Semsrott: Matinee in Magdeburger Stadtbibliothek geplant
Magdeburg (epd).

Nach eigenen Angaben hat sich der Demokratie-Aktivist und Autor Arne Semsrott mit der Stadtverwaltung Magdeburg im Streit um eine Lesung in der Stadtbibliothek geeinigt. Nach der Absage für den 5. Juni solle nun am Morgen des 6. Juni eine Matinee in der Bibliothek stattfinden, sagte Semsrott der „Zeit“. Das sei das Ergebnis eines Treffens mit Magdeburgs Oberbürgermeisterin Simone Borris (parteilos).

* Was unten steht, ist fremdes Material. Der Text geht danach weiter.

// Copyright (c) Starcoin, Inc.
// SPDX-License-Identifier: Apache-2.0

//! In-memory CometBFT node for tests.

use super::rpc::{BlockTx, BroadcastResult, OsmosisRpc, TxEvent};
use super::tx::QUERY_ACCOUNT_PATH;
use crate::error::{BridgeError, BridgeResult};
use async_trait::async_trait;
use cosmrs::proto::cosmos::auth::v1beta1::{BaseAccount, QueryAccountRequest, QueryAccountResponse};
use cosmrs::Any;
use futures::stream::{self, BoxStream, StreamExt};
use osmosis_bridge_types::{proto, EventOutboundTransfer, Params};
use parking_lot::Mutex;
use prost::Message;
use std::collections::HashMap;
use std::sync::Arc;
use tokio::sync::mpsc;

type BlockFeed = mpsc::UnboundedReceiver<BridgeResult<u64>>;

#[derive(Clone)]
pub(crate) struct OsmosisMockRpc {
    block_sender: mpsc::UnboundedSender<BridgeResult<u64>>,
    block_receiver: Arc<Mutex<Option<BlockFeed>>>,
    subscribe_fails: Arc<Mutex<bool>>,
    txs: Arc<Mutex<HashMap<u64, Vec<BlockTx>>>>,
    params: Arc<Mutex<Option<Params>>>,
    accounts: Arc<Mutex<HashMap<String, BaseAccount>>>,
    broadcast_code: Arc<Mutex<u32>>,
    broadcasts: Arc<Mutex<Vec<Vec<u8>>>>,
}

impl Default for OsmosisMockRpc {
    fn default() -> Self {
        let (block_sender, block_receiver) = mpsc::unbounded_channel();
        Self {
            block_sender,
            block_receiver: Arc::new(Mutex::new(Some(block_receiver))),
            subscribe_fails: Default::default(),
            txs: Default::default(),
            params: Default::default(),
            accounts: Default::default(),
            broadcast_code: Default::default(),
            broadcasts: Default::default(),
        }
    }
}

impl OsmosisMockRpc {
    /// Announces a new block at `height` carrying `txs`.
    pub(crate) fn push_block(&self, height: u64, txs: Vec<BlockTx>) {
        self.txs.lock().insert(height, txs);
        let _ = self.block_sender.send(Ok(height));
    }

    pub(crate) fn push_subscription_error(&self) {
        let _ = self
            .block_sender
            .send(Err(BridgeError::Rpc("websocket read failed".into())));
    }

    pub(crate) fn set_subscribe_fails(&self, fails: bool) {
        *self.subscribe_fails.lock() = fails;
    }

    pub(crate) fn set_params(&self, params: Params) {
        *self.params.lock() = Some(params);
    }

    pub(crate) fn set_account(&self, account: BaseAccount) {
        self.accounts.lock().insert(account.address.clone(), account);
    }

    pub(crate) fn set_broadcast_code(&self, code: u32) {
        *self.broadcast_code.lock() = code;
    }

    pub(crate) fn broadcasts(&self) -> Vec<Vec<u8>> {
        self.broadcasts.lock().clone()
    }

    fn query_params(&self) -> BridgeResult<Vec<u8>> {
        let params = self
            .params
            .lock()
            .clone()
            .ok_or_else(|| BridgeError::Query("bridge params not set".into()))?;
        let params = proto::Params::try_from(params).map_err(|e| BridgeError::Query(e.to_string()))?;
        Ok(proto::QueryParamsResponse {
            params: Some(params),
        }
        .encode_to_vec())
    }

    fn query_account(&self, data: &[u8]) -> BridgeResult<Vec<u8>> {
        let request = QueryAccountRequest::decode(data).map_err(|e| BridgeError::Query(e.to_string()))?;
        let account = self
            .accounts
            .lock()
            .get(&request.address)
            .cloned()
            .ok_or_else(|| BridgeError::Query(format!("account {} not found", request.address)))?;
        Ok(QueryAccountResponse {
            account: Some(Any {
                type_url: "/cosmos.auth.v1beta1.BaseAccount".into(),
                value: account.encode_to_vec(),
            }),
        }
        .encode_to_vec())
    }
}

#[async_trait]
impl OsmosisRpc for OsmosisMockRpc {
    async fn subscribe_new_blocks(&self) -> BridgeResult<BoxStream<'static, BridgeResult<u64>>> {
        if *self.subscribe_fails.lock() {
            return Err(BridgeError::Connection("websocket handshake failed".into()));
        }
        let receiver = self
            .block_receiver
            .lock()
            .take()
            .ok_or_else(|| BridgeError::Connection("already subscribed".into()))?;
        Ok(stream::unfold(receiver, |mut receiver| async move {
            receiver.recv().await.map(|item| (item, receiver))
        })
        .boxed())
    }

    async fn txs_at_height(&self, height: u64) -> BridgeResult<Vec<BlockTx>> {
        Ok(self.txs.lock().get(&height).cloned().unwrap_or_default())
    }

    async fn abci_query(&self, path: &str, data: Vec<u8>) -> BridgeResult<Vec<u8>> {
        match path {
            proto::QUERY_PARAMS_PATH => self.query_params(),
            QUERY_ACCOUNT_PATH => self.query_account(&data),
            _ => Err(BridgeError::Query(format!("unknown query path {path}"))),
        }
    }

    async fn broadcast_tx_sync(&self, tx: Vec<u8>) -> BridgeResult<BroadcastResult> {
        let code = *self.broadcast_code.lock();
        if code == 0 {
            self.broadcasts.lock().push(tx);
        }
        Ok(BroadcastResult {
            code,
            hash: "ABCDEF".into(),
            log: if code == 0 { String::new() } else { "check tx failed".into() },
        })
    }
}

/// A transaction emitting one outbound transfer event.
pub(crate) fn outbound_tx(hash: &str, code: u32, event: &EventOutboundTransfer) -> BlockTx {
    BlockTx {
        hash: hash.into(),
        code,
        events: vec![
            TxEvent {
                kind: "message".into(),
                attributes: vec![("action".into(), MSG_OUTBOUND_ACTION.into())],
            },
            TxEvent {
                kind: EventOutboundTransfer::TYPE.into(),
                attributes: event.to_attributes(),
            },
        ],
    }
}

const MSG_OUTBOUND_ACTION: &str = "/osmosis.bridge.v1beta1.MsgOutboundTransfer";
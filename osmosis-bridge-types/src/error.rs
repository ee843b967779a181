// Copyright (c) Starcoin, Inc.
// SPDX-License-Identifier: Apache-2.0

use crate::AssetId;

#[derive(Debug, Clone, PartialEq, Eq, thiserror::Error)]
pub enum ValidationError {
    #[error("{0} must not be empty")]
    EmptyField(&'static str),

    #[error("invalid {field} address {address:?}: {reason}")]
    InvalidAddress {
        field: &'static str,
        address: String,
        reason: String,
    },

    #[error("amount must be positive")]
    ZeroAmount,

    #[error("invalid amount {0:?}")]
    InvalidAmount(String),

    #[error("duplicated signer {0}")]
    DuplicatedSigner(String),

    #[error("assets must not be empty")]
    NoAssets,

    #[error("duplicated asset {0}")]
    DuplicatedAsset(AssetId),

    #[error("invalid asset status {0}")]
    InvalidAssetStatus(i32),

    #[error("invalid fee {0}: must be within [0, 1]")]
    InvalidFee(String),

    #[error("failed to decode {0}")]
    Decode(String),
}

pub type ValidationResult<T> = Result<T, ValidationError>;
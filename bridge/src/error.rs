// Copyright (c) Starcoin, Inc.
// SPDX-License-Identifier: Apache-2.0

use osmosis_bridge_types::{ChainId, ValidationError};

#[derive(Debug, Clone, PartialEq, Eq, thiserror::Error)]
pub enum BridgeError {
    // The RPC endpoint could not be reached during start-up
    #[error("connection error: {0}")]
    Connection(String),
    // The requested block does not exist yet
    #[error("block {0} is not available yet")]
    BlockUnavailable(u64),
    // Transient RPC failure
    #[error("rpc error: {0}")]
    Rpc(String),
    // The node does not know the transaction, e.g. pruned or no txindex
    #[error("transaction {0} not found")]
    TransactionNotFound(String),
    // A transaction or event could not be interpreted
    #[error("parse error: {0}")]
    Parse(String),
    #[error("invalid config: {0}")]
    InvalidConfig(String),
    #[error("signing error: {0}")]
    Signing(String),
    #[error("query error: {0}")]
    Query(String),
    // The node rejected the transaction
    #[error("broadcast error: {0}")]
    Broadcast(String),
    #[error("operation not supported: {0}")]
    Unsupported(String),
    #[error("unknown chain {0}")]
    UnknownChain(ChainId),
    #[error("{0}")]
    Generic(String),
}

impl BridgeError {
    /// Returns a short string identifying the error type for metrics labels
    pub fn error_type(&self) -> &'static str {
        match self {
            BridgeError::Connection(_) => "connection",
            BridgeError::BlockUnavailable(_) => "block_unavailable",
            BridgeError::Rpc(_) => "rpc",
            BridgeError::TransactionNotFound(_) => "transaction_not_found",
            BridgeError::Parse(_) => "parse",
            BridgeError::InvalidConfig(_) => "invalid_config",
            BridgeError::Signing(_) => "signing",
            BridgeError::Query(_) => "query",
            BridgeError::Broadcast(_) => "broadcast",
            BridgeError::Unsupported(_) => "unsupported",
            BridgeError::UnknownChain(_) => "unknown_chain",
            BridgeError::Generic(_) => "generic",
        }
    }
}

impl From<ValidationError> for BridgeError {
    fn from(e: ValidationError) -> Self {
        BridgeError::Parse(e.to_string())
    }
}

pub type BridgeResult<T> = Result<T, BridgeError>;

Semsrott hatte der Stadtverwaltung vorgeworfen, die Verlegung seiner Lesung aus dem Buch „Gegenmacht: Die Zivilgesellschaft schlägt zurück“ sei auf politischen Druck vonseiten der AfD erfolgt. Oberbürgermeisterin Borris hatte das bestritten.

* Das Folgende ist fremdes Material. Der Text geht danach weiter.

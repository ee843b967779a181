// Copyright (c) Starcoin, Inc.
// SPDX-License-Identifier: Apache-2.0

use prometheus::{
    register_int_counter_vec_with_registry, register_int_counter_with_registry,
    register_int_gauge_vec_with_registry, register_int_gauge_with_registry, IntCounter,
    IntCounterVec, IntGauge, IntGaugeVec, Registry,
};

#[derive(Clone, Debug)]
pub struct BridgeMetrics {
    pub(crate) bitcoin_blocks_scanned: IntCounter,
    pub(crate) bitcoin_last_observed_height: IntGauge,
    pub(crate) bitcoin_tx_parse_errors: IntCounter,
    pub(crate) osmosis_blocks_observed: IntCounter,
    pub(crate) osmosis_last_observed_height: IntGauge,

    pub(crate) outbound_transfers_observed: IntCounterVec,
    pub(crate) unroutable_transfers: IntCounterVec,
    pub(crate) inbound_transfers_dispatched: IntCounterVec,
    pub(crate) inbound_transfer_failures: IntCounterVec,
    pub(crate) observer_queue_size: IntGaugeVec,

    pub(crate) server_uptime_seconds: IntGauge,
}

impl BridgeMetrics {
    // Registration only fails on duplicate names, which is a programming error.
    pub fn new(registry: &Registry) -> Self {
        Self {
            bitcoin_blocks_scanned: register_int_counter_with_registry!(
                "bridge_bitcoin_blocks_scanned",
                "Total number of Bitcoin blocks scanned for bridge transfers",
                registry,
            )
            .unwrap(),
            bitcoin_last_observed_height: register_int_gauge_with_registry!(
                "bridge_bitcoin_last_observed_height",
                "Height of the last fully scanned Bitcoin block",
                registry,
            )
            .unwrap(),
            bitcoin_tx_parse_errors: register_int_counter_with_registry!(
                "bridge_bitcoin_tx_parse_errors",
                "Total number of Bitcoin transactions skipped because they could not be parsed",
                registry,
            )
            .unwrap(),
            osmosis_blocks_observed: register_int_counter_with_registry!(
                "bridge_osmosis_blocks_observed",
                "Total number of Osmosis new-block notifications processed",
                registry,
            )
            .unwrap(),
            osmosis_last_observed_height: register_int_gauge_with_registry!(
                "bridge_osmosis_last_observed_height",
                "Height of the last processed Osmosis block",
                registry,
            )
            .unwrap(),
            outbound_transfers_observed: register_int_counter_vec_with_registry!(
                "bridge_outbound_transfers_observed",
                "Total number of transfers observed per source chain",
                &["source_chain"],
                registry,
            )
            .unwrap(),
            unroutable_transfers: register_int_counter_vec_with_registry!(
                "bridge_unroutable_transfers",
                "Total number of transfers dropped because their destination chain is not served",
                &["destination_chain"],
                registry,
            )
            .unwrap(),
            inbound_transfers_dispatched: register_int_counter_vec_with_registry!(
                "bridge_inbound_transfers_dispatched",
                "Total number of transfers delivered per destination chain",
                &["destination_chain"],
                registry,
            )
            .unwrap(),
            inbound_transfer_failures: register_int_counter_vec_with_registry!(
                "bridge_inbound_transfer_failures",
                "Total number of failed delivery attempts per destination chain and error type",
                &["destination_chain", "error_type"],
                registry,
            )
            .unwrap(),
            observer_queue_size: register_int_gauge_vec_with_registry!(
                "bridge_observer_queue_size",
                "Number of transfers waiting for confirmations or delivery per source chain",
                &["source_chain"],
                registry,
            )
            .unwrap(),
            server_uptime_seconds: register_int_gauge_with_registry!(
                "bridge_server_uptime_seconds",
                "Seconds since the bridge node started",
                registry,
            )
            .unwrap(),
        }
    }

    pub fn new_for_testing() -> Self {
        let registry = Registry::new();
        Self::new(&registry)
    }
}

#[cfg(test)]
mod tests {
    use super::*;

    #[test]
    fn test_metrics_are_registered() {
        let registry = Registry::new();
        let metrics = BridgeMetrics::new(&registry);
        metrics
            .outbound_transfers_observed
            .with_label_values(&["bitcoin"])
            .inc();
        metrics
            .inbound_transfer_failures
            .with_label_values(&["osmosis", "broadcast"])
            .inc();
        metrics.bitcoin_last_observed_height.set(2_582_657);

        let names: Vec<String> = registry
            .gather()
            .iter()
            .map(|family| family.get_name().to_string())
            .collect();
        assert!(names.contains(&"bridge_outbound_transfers_observed".to_string()));
        assert!(names.contains(&"bridge_inbound_transfer_failures".to_string()));
        assert!(names.contains(&"bridge_bitcoin_last_observed_height".to_string()));
    }

    #[test]
    fn test_new_for_testing_registries_are_independent() {
        // each call uses a fresh registry, so names never collide
        let first = BridgeMetrics::new_for_testing();
        let second = BridgeMetrics::new_for_testing();
        first.bitcoin_blocks_scanned.inc();
        assert_eq!(first.bitcoin_blocks_scanned.get(), 1);
        assert_eq!(second.bitcoin_blocks_scanned.get(), 0);
    }
}
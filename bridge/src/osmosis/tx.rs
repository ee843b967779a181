// Copyright (c) Starcoin, Inc.
// SPDX-License-Identifier: Apache-2.0

//! Building and checking `SIGN_MODE_DIRECT` transactions.

use crate::error::{BridgeError, BridgeResult};
use cosmrs::proto::cosmos::auth::v1beta1::{BaseAccount, QueryAccountRequest, QueryAccountResponse};
use cosmrs::proto::cosmos::base::v1beta1::Coin;
use cosmrs::proto::cosmos::crypto::secp256k1::PubKey;
use cosmrs::proto::cosmos::tx::signing::v1beta1::SignMode;
use cosmrs::proto::cosmos::tx::v1beta1::{
    mode_info, AuthInfo, Fee, ModeInfo, SignDoc, SignerInfo, TxBody, TxRaw,
};
use cosmrs::Any;
use k256::ecdsa::signature::Verifier;
use k256::ecdsa::{Signature, VerifyingKey};
use osmosis_bridge_types::{proto, MsgInboundTransfer};
use prost::Message;

pub(crate) const QUERY_ACCOUNT_PATH: &str = "/cosmos.auth.v1beta1.Query/Account";
const SECP256K1_PUBKEY_TYPE_URL: &str = "/cosmos.crypto.secp256k1.PubKey";

/// Fee and chain settings shared by every transaction the relayer sends.
#[derive(Clone, Debug)]
pub struct TxSettings {
    pub chain_id: String,
    pub fee_denom: String,
    pub fee_amount: u128,
    pub gas_limit: u64,
}

pub(crate) fn account_query(address: &str) -> Vec<u8> {
    QueryAccountRequest {
        address: address.to_string(),
    }
    .encode_to_vec()
}

pub(crate) fn decode_account(response: &[u8]) -> BridgeResult<BaseAccount> {
    let response = QueryAccountResponse::decode(response)
        .map_err(|e| BridgeError::Query(format!("bad account response: {e}")))?;
    let account = response
        .account
        .ok_or_else(|| BridgeError::Query("account not found".into()))?;
    BaseAccount::decode(account.value.as_slice())
        .map_err(|e| BridgeError::Query(format!("bad account: {e}")))
}

pub(crate) fn inbound_transfer_any(msg: MsgInboundTransfer) -> Any {
    Any {
        type_url: MsgInboundTransfer::TYPE_URL.to_string(),
        value: proto::MsgInboundTransfer::from(msg).encode_to_vec(),
    }
}

/// The document whose encoding is signed by `public_key`'s owner.
pub(crate) fn sign_doc(
    messages: Vec<Any>,
    public_key: Vec<u8>,
    account: &BaseAccount,
    settings: &TxSettings,
) -> SignDoc {
    let body = TxBody {
        messages,
        ..Default::default()
    };
    let signer_info = SignerInfo {
        public_key: Some(Any {
            type_url: SECP256K1_PUBKEY_TYPE_URL.to_string(),
            value: PubKey { key: public_key }.encode_to_vec(),
        }),
        mode_info: Some(ModeInfo {
            sum: Some(mode_info::Sum::Single(mode_info::Single {
                mode: SignMode::Direct as i32,
            })),
        }),
        sequence: account.sequence,
    };
    let auth_info = AuthInfo {
        signer_infos: vec![signer_info],
        fee: Some(Fee {
            amount: vec![Coin {
                denom: settings.fee_denom.clone(),
                amount: settings.fee_amount.to_string(),
            }],
            gas_limit: settings.gas_limit,
            ..Default::default()
        }),
        ..Default::default()
    };
    SignDoc {
        body_bytes: body.encode_to_vec(),
        auth_info_bytes: auth_info.encode_to_vec(),
        chain_id: settings.chain_id.clone(),
        account_number: account.account_number,
    }
}

/// Checks `signature` against `public_key` before anything is broadcast.
pub(crate) fn verify_signature(
    public_key: &[u8],
    sign_bytes: &[u8],
    signature: &[u8],
) -> BridgeResult<()> {
    let key = VerifyingKey::from_sec1_bytes(public_key)
        .map_err(|e| BridgeError::Signing(format!("invalid public key: {e}")))?;
    let signature = Signature::from_slice(signature)
        .map_err(|e| BridgeError::Signing(format!("malformed signature: {e}")))?;
    key.verify(sign_bytes, &signature)
        .map_err(|_| BridgeError::Signing("signature doesn't match the signer key".into()))
}

pub(crate) fn tx_raw(sign_doc: SignDoc, signature: Vec<u8>) -> Vec<u8> {
    TxRaw {
        body_bytes: sign_doc.body_bytes,
        auth_info_bytes: sign_doc.auth_info_bytes,
        signatures: vec![signature],
    }
    .encode_to_vec()
}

„Wahnsinnig wichtiges Zeichen“

Dass nun doch eine Lesung stattfinde, sei „ein wahnsinnig wichtiges Zeichen“, sagte Semsrott, der auch Chefredakteur des Rechercheportals „FragDenStaat“ ist, der „Zeit“: „Es zeigt, dass öffentlicher Druck wirkt und es sich lohnt, darum zu kämpfen, dass die öffentlichen Räume offen bleiben.“

Wie die „Zeit“ am Donnerstag online berichtete, bestätigte die den Grünen nahestehende Heinrich-Böll-Stiftung Sachsen-Anhalt als Veranstalterin der Lesung den neuen Termin. Geschäftsführerin Rebecca Plassa sprach demnach von einer „klärenden Aussprache mit der Stadtverwaltung“. Man schließe sich dem am Mittwoch vorgebrachten Vorschlag für einen Alternativtermin an. „Bibliotheken sind zentrale Orte der Demokratiebildung, des Meinungsaustauschs und der offenen Debatten - und in diesen Zeiten wichtiger denn je“, hob sie laut „Zeit“ hervor.

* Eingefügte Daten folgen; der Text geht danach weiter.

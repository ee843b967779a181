// Copyright (c) Starcoin, Inc.
// SPDX-License-Identifier: Apache-2.0

use crate::bitcoin::BitcoinChainClient;
use crate::config::BridgeNodeConfig;
use crate::metrics::BridgeMetrics;
use crate::observer::{ChainClient, CrossChainObserver};
use crate::osmosis::OsmosisChainClient;
use crate::server::{run_server, BridgeNodePublicMetadata};
use std::net::{IpAddr, Ipv4Addr, SocketAddr};
use std::sync::Arc;
use tokio::task::JoinHandle;
use tracing::{error, info};

/// A running relayer.
pub struct BridgeNode {
    observer: CrossChainObserver,
    handles: Vec<JoinHandle<()>>,
}

impl BridgeNode {
    /// Stops the chains, delivers whatever is confirmed and shuts the server down.
    pub async fn stop(self) -> anyhow::Result<()> {
        self.observer.stop().await?;
        for handle in self.handles {
            handle.abort();
        }
        info!("Bridge node stopped");
        Ok(())
    }
}

pub async fn run_bridge_node(
    config: BridgeNodeConfig,
    version: &'static str,
    prometheus_registry: prometheus::Registry,
) -> anyhow::Result<BridgeNode> {
    let metrics = Arc::new(BridgeMetrics::new(&prometheus_registry));
    let start_time = std::time::Instant::now();

    let runtime = config.validate()?;
    let bitcoin = BitcoinChainClient::new(
        Arc::new(runtime.bitcoin_rpc),
        runtime.bitcoin,
        metrics.clone(),
    )?;
    let osmosis = OsmosisChainClient::new(
        Arc::new(runtime.osmosis_rpc),
        Arc::new(runtime.signer),
        runtime.osmosis.clone(),
        metrics.clone(),
    )?;

    let metadata = Arc::new(BridgeNodePublicMetadata::new(
        version,
        runtime.osmosis.validator_address,
        bitcoin.vault_address().to_string(),
    ));
    let metrics_address =
        SocketAddr::new(IpAddr::V4(Ipv4Addr::new(0, 0, 0, 0)), runtime.metrics_port);
    let mut handles = vec![run_server(metrics_address, prometheus_registry, metadata).await?];

    let chains: Vec<Arc<dyn ChainClient>> = vec![Arc::new(bitcoin), Arc::new(osmosis)];
    let observer = CrossChainObserver::new(chains, runtime.dispatch_interval, metrics.clone());
    if let Err(e) = observer.start().await {
        error!("Failed to start bridge observer: {}", e);
        if let Err(stop_err) = observer.stop().await {
            error!("Failed to stop bridge observer: {}", stop_err);
        }
        for handle in handles {
            handle.abort();
        }
        return Err(e.into());
    }

    // Start server uptime tracking task
    handles.push(tokio::spawn(async move {
        loop {
            metrics
                .server_uptime_seconds
                .set(start_time.elapsed().as_secs() as i64);
            tokio::time::sleep(std::time::Duration::from_secs(10)).await;
        }
    }));

    info!("Bridge node started");
    Ok(BridgeNode { observer, handles })
}
// Copyright (c) Starcoin, Inc.
// SPDX-License-Identifier: Apache-2.0

use crate::error::BridgeError;
use axum::extract::State;
use axum::http::StatusCode;
use axum::routing::get;
use axum::{Json, Router};
use prometheus::{Registry, TextEncoder};
use std::net::SocketAddr;
use std::sync::Arc;
use tokio::task::JoinHandle;
use tracing::{error, info};

pub const PING_PATH: &str = "/ping";
pub const METRICS_PATH: &str = "/metrics";

// BridgeNode's public metadata that is accessible via the `/ping` endpoint.
// Be careful with what to put here, as it is public.
#[derive(Clone, Debug, serde::Serialize)]
pub struct BridgeNodePublicMetadata {
    pub version: &'static str,
    pub validator_address: Option<String>,
    pub bitcoin_vault_address: Option<String>,
}

impl BridgeNodePublicMetadata {
    pub fn new(version: &'static str, validator_address: String, bitcoin_vault_address: String) -> Self {
        Self {
            version,
            validator_address: Some(validator_address),
            bitcoin_vault_address: Some(bitcoin_vault_address),
        }
    }

    pub fn empty_for_testing() -> Self {
        Self {
            version: "testing",
            validator_address: None,
            bitcoin_vault_address: None,
        }
    }
}

type ServerState = (Registry, Arc<BridgeNodePublicMetadata>);

pub async fn run_server(
    socket_address: SocketAddr,
    registry: Registry,
    metadata: Arc<BridgeNodePublicMetadata>,
) -> anyhow::Result<JoinHandle<()>> {
    let listener = tokio::net::TcpListener::bind(socket_address).await?;
    info!("Metrics server listening on {}", socket_address);
    Ok(tokio::spawn(async move {
        if let Err(e) = axum::serve(listener, make_router(registry, metadata).into_make_service()).await {
            error!("Metrics server stopped: {}", e);
        }
    }))
}

pub(crate) fn make_router(registry: Registry, metadata: Arc<BridgeNodePublicMetadata>) -> Router {
    Router::new()
        .route("/", get(health_check))
        .route(PING_PATH, get(ping))
        .route(METRICS_PATH, get(metrics))
        .with_state((registry, metadata))
}

impl axum::response::IntoResponse for BridgeError {
    fn into_response(self) -> axum::response::Response {
        (
            StatusCode::INTERNAL_SERVER_ERROR,
            format!("Something went wrong: {:?}", self),
        )
            .into_response()
    }
}

async fn health_check() -> StatusCode {
    StatusCode::OK
}

async fn ping(State((_, metadata)): State<ServerState>) -> Json<BridgeNodePublicMetadata> {
    Json(metadata.as_ref().clone())
}

async fn metrics(State((registry, _)): State<ServerState>) -> Result<String, BridgeError> {
    TextEncoder::new()
        .encode_to_string(&registry.gather())
        .map_err(|e| BridgeError::Generic(format!("failed to encode metrics: {e}")))
}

Oberbürgermeisterin Borris hatte eine Einflussnahme abgestritten, als bekannt geworden war, dass die für den 5. Juni geplante Veranstaltung von der Stadtbibliothek in das Kulturzentrum Moritzhof verlegt werden soll. Magdeburg bleibe eine Stadt, „in der kontroverse Debatten möglich sind und in der Verwaltungshandeln nachvollziehbar, fair und verantwortungsvoll erfolgt“, sagte Borris. Sie könne nachvollziehen, wenn der Vorgang bei den Beteiligten als „irritierend, enttäuschend oder auch verletzend angekommen“ sei. Daher hatte sie zu einem klärenden Gespräch eingeladen.